When the Prophet calls the nation “righteous and truthful,” he not only, as I mentioned a little before, describes the persons to whom this promise relates, but shews the fruit of the chastisement; for when its pollution shall have been washed away, the holiness and righteousness of the Church shall shine more brightly. At that time wicked men were the majority, good men were very few, and were overpowered by the multitude of those who were of an opposite character. It was therefore necessary that that multitude, which had no fear of God, and no religion, should be taken away, that God might gather his remnant. Thus, it was a compensation for the destruction, that Jerusalem, which had been polluted by the wickedness of her citizens, again was actually devoted to God; for it would not have been enough to regain prosperity, if newness of life had not shone forth in holiness and righteousness.

Now, as the Prophet foretells the grace of God, so he also exhorts the redeemed people to maintain uprightness of life. In short, he threatens that these promises will be of no avail to hypocrites, and that the gates of the city will not be opened for them, but only for the righteous and holy. It is certain that the Church was always like a barn, (Matthew 3:12,) in which the chaff is mingled with the wheat, or rather, the wheat is overpowered by the chaff; but when the Jews had been brought back into their country, the Church was unquestionably purer than before. Those who returned must have been animated by a good disposition, to undertake a journey so long, and beset by so many annoyances, embarrassments, and dangers; and many others chose rather to remain in captivity than to return, thinking that to dwell in Babylon was a safer and more peaceful condition than to return to Judea. Such persons must have had a seed of piety, which led them to take possession of those promises which were granted to the fathers. Now, though the Church even at that time was stained by many imperfections, still this description was comparatively true; for a large portion of the filth had been swept away, and those who remained had profited in some degree under God’s chastisements.

A righteous nation, which keepeth the truth. Some distinguish these terms in this manner, “A nation righteous before God, and upright before men.” But I take the meaning to be more simple; that, after having called the nation “righteous,” he shews in what righteousness consists; that is, where there is uprightness of heart, which has nothing feigned or hypocritical, for nothing is more opposite to righteousness than hypocrisy.
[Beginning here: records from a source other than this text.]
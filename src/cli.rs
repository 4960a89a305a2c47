use clap::{Parser, Subcommand, ValueEnum};
use clap_complete::Shell;
use std::path::PathBuf;

#[derive(Parser)]
#[command(name = "converge")]
#[command(author = "Alberto Cavalcante")]
#[command(version)]
#[command(about = "Apply a declarative catalog of resources in dependency order", long_about = None)]
#[command(propagate_version = true)]
pub struct Cli {
    /// Verbosity level
    #[arg(short, long, action = clap::ArgAction::Count, global = true)]
    pub verbose: u8,

    /// Suppress non-essential output
    #[arg(short, long, global = true)]
    pub quiet: bool,

    #[command(subcommand)]
    pub command: Command,
}

#[derive(Subcommand)]
pub enum Command {
    /// Bring the system in line with a catalog
    Apply(ApplyArgs),

    /// Show the relationship graph and the order resources would run in
    Graph(GraphArgs),

    /// Inspect or reset the values remembered between runs
    #[command(subcommand)]
    State(StateCommand),

    /// Generate shell completions
    Completions {
        /// Shell to generate completions for
        #[arg(value_enum)]
        shell: Shell,
    },
}

// ============================================================================
// Apply
// ============================================================================

#[derive(Parser)]
pub struct ApplyArgs {
    /// Catalog file (TOML)
    pub catalog: PathBuf,

    /// Report what would change without changing anything
    #[arg(long, short = 'n')]
    pub noop: bool,

    /// Only apply resources with these tags (comma-separated)
    #[arg(long, short)]
    pub tags: Option<String>,

    /// Never apply resources with these tags (comma-separated)
    #[arg(long)]
    pub skip_tags: Option<String>,

    /// Skip resources whose dependencies failed
    #[arg(long)]
    pub skip_failed_deps: bool,

    /// Apply resources even outside their schedules
    #[arg(long)]
    pub ignore_schedules: bool,

    /// State file [default: ~/.local/share/converge/state.json]
    #[arg(long, env = "CONVERGE_STATE")]
    pub state: Option<String>,

    /// Output format
    #[arg(long, short, value_enum, default_value_t = OutputFormat::Human)]
    pub format: OutputFormat,
}

#[derive(Clone, Copy, Debug, PartialEq, Eq, ValueEnum)]
pub enum OutputFormat {
    Human,
    Json,
}

// ============================================================================
// Graph
// ============================================================================

#[derive(Parser)]
pub struct GraphArgs {
    /// Catalog file (TOML)
    pub catalog: PathBuf,
}

// ============================================================================
// State
// ============================================================================

#[derive(Subcommand)]
pub enum StateCommand {
    /// Show recorded values
    Show {
        /// State file
        #[arg(long, env = "CONVERGE_STATE")]
        state: Option<String>,

        /// Only show this resource (e.g. 'File[/etc/motd]')
        resource: Option<String>,
    },

    /// Forget every recorded value
    Clear {
        /// State file
        #[arg(long, env = "CONVERGE_STATE")]
        state: Option<String>,
    },
}

#[cfg(test)]
mod tests {
    use super::*;
    use clap::CommandFactory;

    #[test]
    fn test_cli_is_consistent() {
        Cli::command().debug_assert();
    }

    #[test]
    fn test_parse_apply() {
        let cli = Cli::parse_from([
            "converge", "-vv", "apply", "site.toml", "--noop", "--tags", "web,db", "--format",
            "json",
        ]);
        assert_eq!(cli.verbose, 2);
        let Command::Apply(args) = cli.command else {
            panic!("expected apply");
        };
        assert!(args.noop);
        assert_eq!(args.tags.as_deref(), Some("web,db"));
        assert_eq!(args.format, OutputFormat::Json);
        assert_eq!(args.catalog, PathBuf::from("site.toml"));
    }
}
impl ResourceGenerator {
    pub fn new() -> Self {
        Self::default()
    }

    /// Whether any `generate` or `eval_generate` call failed
    pub fn resources_failed_to_generate(&self) -> bool {
        self.failed
    }

    /// Add the resources produced by `generate`, recursively
    ///
    /// Each child is ordered after its parent (before it, for depth-first
    /// parents) unless the two are already related the other way round.
    /// Children inherit the parent's tags and scheduling rank. A resource
    /// is only asked to generate once per run.
    pub fn generate_additional_resources(
        &mut self,
        catalog: &mut Catalog,
        graph: &mut RelationshipGraph,
        id: ResourceId,
    ) {
        if !self.generated.insert(id) {
            return;
        }
        let Some(resource) = catalog.get(id).cloned() else {
            return;
        };
        let children = match resource.generate() {
            Ok(children) => children,
            Err(e) => {
                self.failed = true;
                error!(
                    "{}: Failed to generate additional resources using 'generate': {e:#}",
                    resource.resource_ref()
                );
                return;
            }
        };

        for child in children {
            let Some(child_id) = self.add_child(catalog, graph, id, child) else {
                continue;
            };
            let (source, target) = if resource.depth_first() {
                (child_id, id)
            } else {
                (id, child_id)
            };
            add_conditional_edge(graph, source, target, EdgeLabel::none());
            self.generate_additional_resources(catalog, graph, child_id);
        }
    }

    /// Expand a resource right before it is applied
    ///
    /// Returns true if new resources were added. The generated children
    /// are contained by the parent: a `Whit[completed_<title>]` sentinel is
    /// inserted after them and takes over the parent's outgoing edges, so
    /// nothing downstream runs before all children are done and refresh
    /// events from the parent still reach its subscribers. When another
    /// parent with the same title already owns that sentinel name, the
    /// sentinel is named after the full reference instead
    /// (`Whit[completed_Type[title]]`).
    pub fn eval_generate(
        &mut self,
        catalog: &mut Catalog,
        graph: &mut RelationshipGraph,
        id: ResourceId,
    ) -> Result<bool> {
        let Some(resource) = catalog.get(id).cloned() else {
            return Ok(false);
        };
        if !resource.supports_eval_generate() {
            return Ok(false);
        }
        if resource.depth_first() {
            return Err(Error::NestedEvalGenerate(
                resource.resource_ref().to_string(),
            ));
        }
        if !self.eval_generated.insert(id) {
            return Ok(false);
        }

        let children = match resource.eval_generate() {
            Ok(children) => children,
            Err(e) => {
                self.failed = true;
                error!(
                    "{}: Failed to generate additional resources using 'eval_generate': {e:#}",
                    resource.resource_ref()
                );
                return Ok(false);
            }
        };
        if children.is_empty() {
            return Ok(false);
        }

        let mut made: HashMap<String, ResourceId> = HashMap::new();
        let mut order = Vec::new();
        for child in children {
            let name = child.name().unwrap_or_else(|| child.resource_ref().title);
            if let Some(child_id) = self.add_child(catalog, graph, id, child)
                && child_id != id
            {
                made.insert(name, child_id);
                order.push(child_id);
            }
        }
        if order.is_empty() {
            return Ok(false);
        }

        self.contain_generated_resources_in(catalog, graph, id, &order);
        connect_resources_to_ancestors(catalog, graph, id, &made, &order);
        Ok(true)
    }

    /// Add one generated child, reusing a catalog resource with the same reference
    fn add_child(
        &self,
        catalog: &mut Catalog,
        graph: &mut RelationshipGraph,
        parent: ResourceId,
        child: SharedResource,
    ) -> Option<ResourceId> {
        let reference = child.resource_ref();
        let parent_tags = catalog.tags(parent).cloned().unwrap_or_default();

        if let Some(existing) = catalog.resource_id(&reference) {
            debug!("{reference}: already in the catalog, reusing it");
            catalog.tag(existing, &parent_tags);
            return Some(existing);
        }

        let child_id = match catalog.add_generated(child) {
            Ok(child_id) => child_id,
            Err(e) => {
                error!("{reference}: could not add generated resource: {e}");
                return None;
            }
        };
        catalog.tag(child_id, &parent_tags);
        if let Some(container) = catalog.container_of(parent) {
            catalog.contain(container, child_id);
        }

        let priority = match graph.priority(parent) {
            Some(parent_priority) => Priority::inherited(parent_priority, &reference),
            None => Priority::for_ref(&reference),
        };
        graph.add_vertex_with_priority(child_id, reference.clone(), priority);

        match declared_edges(catalog, child_id) {
            Ok(edges) => {
                for (from, to, label) in edges {
                    graph.add_edge(from, to, label);
                }
            }
            Err(e) => debug!("{reference}: ignoring relationships of generated resource: {e}"),
        }
        Some(child_id)
    }

    /// Put the completion sentinel between the children and everything after the parent
    fn contain_generated_resources_in(
        &self,
        catalog: &mut Catalog,
        graph: &mut RelationshipGraph,
        parent: ResourceId,
        children: &[ResourceId],
    ) {
        let Some(parent_ref) = catalog.reference(parent).cloned() else {
            return;
        };
        let mut whit = Whit::completed(&parent_ref);
        let taken = |reference: &ResourceRef| {
            graph.synthesized(reference).is_some() || catalog.resource_id(reference).is_some()
        };
        if taken(&whit.resource_ref()) {
            whit = Whit::completed_qualified(&parent_ref);
        }
        let whit_ref = whit.resource_ref();
        let sentinel = catalog.add_detached(Arc::new(whit));
        let priority = match graph.priority(parent) {
            Some(parent_priority) => Priority::inherited(parent_priority, &whit_ref),
            None => Priority::for_ref(&whit_ref),
        };
        graph.add_synthesized(sentinel, whit_ref, priority);
        if let Some(tags) = catalog.tags(parent).cloned() {
            catalog.tag(sentinel, &tags);
        }

        for (target, label) in graph.out_edges(parent) {
            if target == sentinel || children.contains(&target) {
                continue;
            }
            graph.add_edge(sentinel, target, label);
            graph.remove_edge(parent, target);
        }

        for &child in children {
            add_conditional_edge(graph, child, sentinel, EdgeLabel::none());
        }
        add_conditional_edge(graph, parent, sentinel, EdgeLabel::refresh());
    }
}

/// Order each child after its nearest generated ancestor, or after the parent
fn connect_resources_to_ancestors(
    catalog: &Catalog,
    graph: &mut RelationshipGraph,
    parent: ResourceId,
    made: &HashMap<String, ResourceId>,
    children: &[ResourceId],
) {
    for &child in children {
        let Some(resource) = catalog.get(child) else {
            continue;
        };
        let ancestor = resource
            .ancestors()
            .iter()
            .filter_map(|name| made.get(name).copied())
            .find(|&candidate| candidate != child)
            .unwrap_or(parent);
        add_conditional_edge(graph, ancestor, child, EdgeLabel::none());
    }
}

/// Add an edge unless the opposite edge already exists
///
/// A resource is never ordered against itself here.
fn add_conditional_edge(
    graph: &mut RelationshipGraph,
    source: ResourceId,
    target: ResourceId,
    label: EdgeLabel,
) {
    if source == target || graph.has_edge(target, source) {
        return;
    }
    graph.add_edge(source, target, label);
}
//! Built-in resource types
//!
//! Every type declared in a catalog file is backed by one of these:
//! - `notify`: logs a message on every run, responds to refresh
//! - `file`: a file or directory with optional content
//! - `tidy`: removes matching files, expanded when it is applied

use declarative::{Relationship, ResourceRef, Schedule};

pub mod file;
pub mod notify;
pub mod tidy;

pub use file::File;
pub use notify::Notify;
pub use tidy::Tidy;

/// Attributes every declared resource accepts besides its own properties
#[derive(Debug, Clone, Default)]
pub struct Common {
    pub name: Option<String>,
    pub tags: Vec<String>,
    pub relationships: Vec<Relationship>,
    pub audit: Vec<String>,
    pub noop: bool,
    pub schedule: Option<Schedule>,
}

impl Common {
    /// Name when it differs from the title
    pub fn distinct_name(&self, reference: &ResourceRef) -> Option<String> {
        self.name.clone().filter(|name| *name != reference.title)
    }
}
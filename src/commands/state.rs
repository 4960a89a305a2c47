//! State command - inspect and reset the audit store

use anyhow::{Context, Result};
use chrono::{DateTime, Utc};
use declarative::{FileBackend, Persistence};
use declarative::types::format_value;
use std::path::Path;

use crate::ui;

fn timestamp(time: Option<DateTime<Utc>>) -> String {
    time.map_or_else(
        || "never".to_string(),
        |t| t.format("%Y-%m-%d %H:%M:%S UTC").to_string(),
    )
}

pub fn show(path: &Path, resource: Option<&str>) -> Result<()> {
    let data = FileBackend::new(path)
        .read()
        .with_context(|| format!("Could not read state store {}", path.display()))?;

    ui::header(&format!("State: {}", path.display()));
    let records: Vec<_> = data
        .resources
        .iter()
        .filter(|(reference, _)| resource.is_none_or(|r| r == reference.as_str()))
        .collect();

    if records.is_empty() {
        ui::dim("No recorded values");
        return Ok(());
    }

    for (reference, record) in records {
        ui::section(reference);
        for (property, value) in &record.values {
            ui::kv(property, &format_value(value));
        }
        ui::kv("checked", &timestamp(record.checked));
        ui::kv("synced", &timestamp(record.synced));
    }
    Ok(())
}

pub fn clear(path: &Path) -> Result<()> {
    if !path.exists() {
        ui::info(&format!("No state at {}", path.display()));
        return Ok(());
    }
    let mut store = Persistence::file(path);
    store.clear();
    store.save()?;
    ui::success(&format!("Cleared {}", path.display()));
    Ok(())
}

#[cfg(test)]
mod tests {
    use super::*;
    use serde_json::json;
    use tempfile::TempDir;

    #[test]
    fn test_clear_leaves_valid_empty_store() {
        let dir = TempDir::new().unwrap();
        let path = dir.path().join("state.json");
        let mut store = Persistence::file(&path);
        store.set_system_value("File[/etc/motd]", "content", json!("hi"));
        store.save().unwrap();

        clear(&path).unwrap();
        let mut reloaded = Persistence::file(&path);
        reloaded.load();
        assert!(reloaded.data().resources.is_empty());
    }

    #[test]
    fn test_timestamp() {
        assert_eq!(timestamp(None), "never");
        let t = DateTime::parse_from_rfc3339("2026-01-02T03:04:05Z")
            .unwrap()
            .with_timezone(&Utc);
        assert_eq!(timestamp(Some(t)), "2026-01-02 03:04:05 UTC");
    }

    #[test]
    fn test_show_does_not_move_a_corrupt_store() {
        let dir = TempDir::new().unwrap();
        let path = dir.path().join("state.json");
        std::fs::write(&path, "[1, 2").unwrap();

        let err = show(&path, None).unwrap_err();
        assert!(err.to_string().contains("Could not read state store"));
        assert_eq!(std::fs::read_to_string(&path).unwrap(), "[1, 2");
        assert!(!dir.path().join("state.json.bad").exists());
    }

    #[test]
    fn test_show_missing_store() {
        let dir = TempDir::new().unwrap();
        assert!(show(&dir.path().join("state.json"), None).is_ok());
    }
}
And though no man ever existed who advanced so far that he could receive the commendation of being perfectly righteous, yet the children of God, who with their whole heart aim at this “truth,” may be said to be keepers of it. But perhaps it will rather be thought that, by a figure of speech, one part is taken for the whole, to describe what is true righteousness; that is, when all deceit and all wicked practices have been laid aside, and men act towards each other with sincerity and truth.

If any man wish to make use of this passage for upholding the merits of men, the answer is easy; for the Prophet does not here describe the cause of salvation, or what men are by nature, but what God makes them by his grace, and what kind of persons he wishes to be members of his Church. Out of wolves he makes sheep, as we have formerly seen. 155155    {Bogus footnote} So long as we live here, we are always at a great distance from perfection, and are in continual progress towards it; but the Lord judges of us according to that which he has begun in us, and, having once led us into the way of righteousness, reckons us to be righteous. As soon as he begins to check and reform our hypocrisy, he at once calls us true and upright.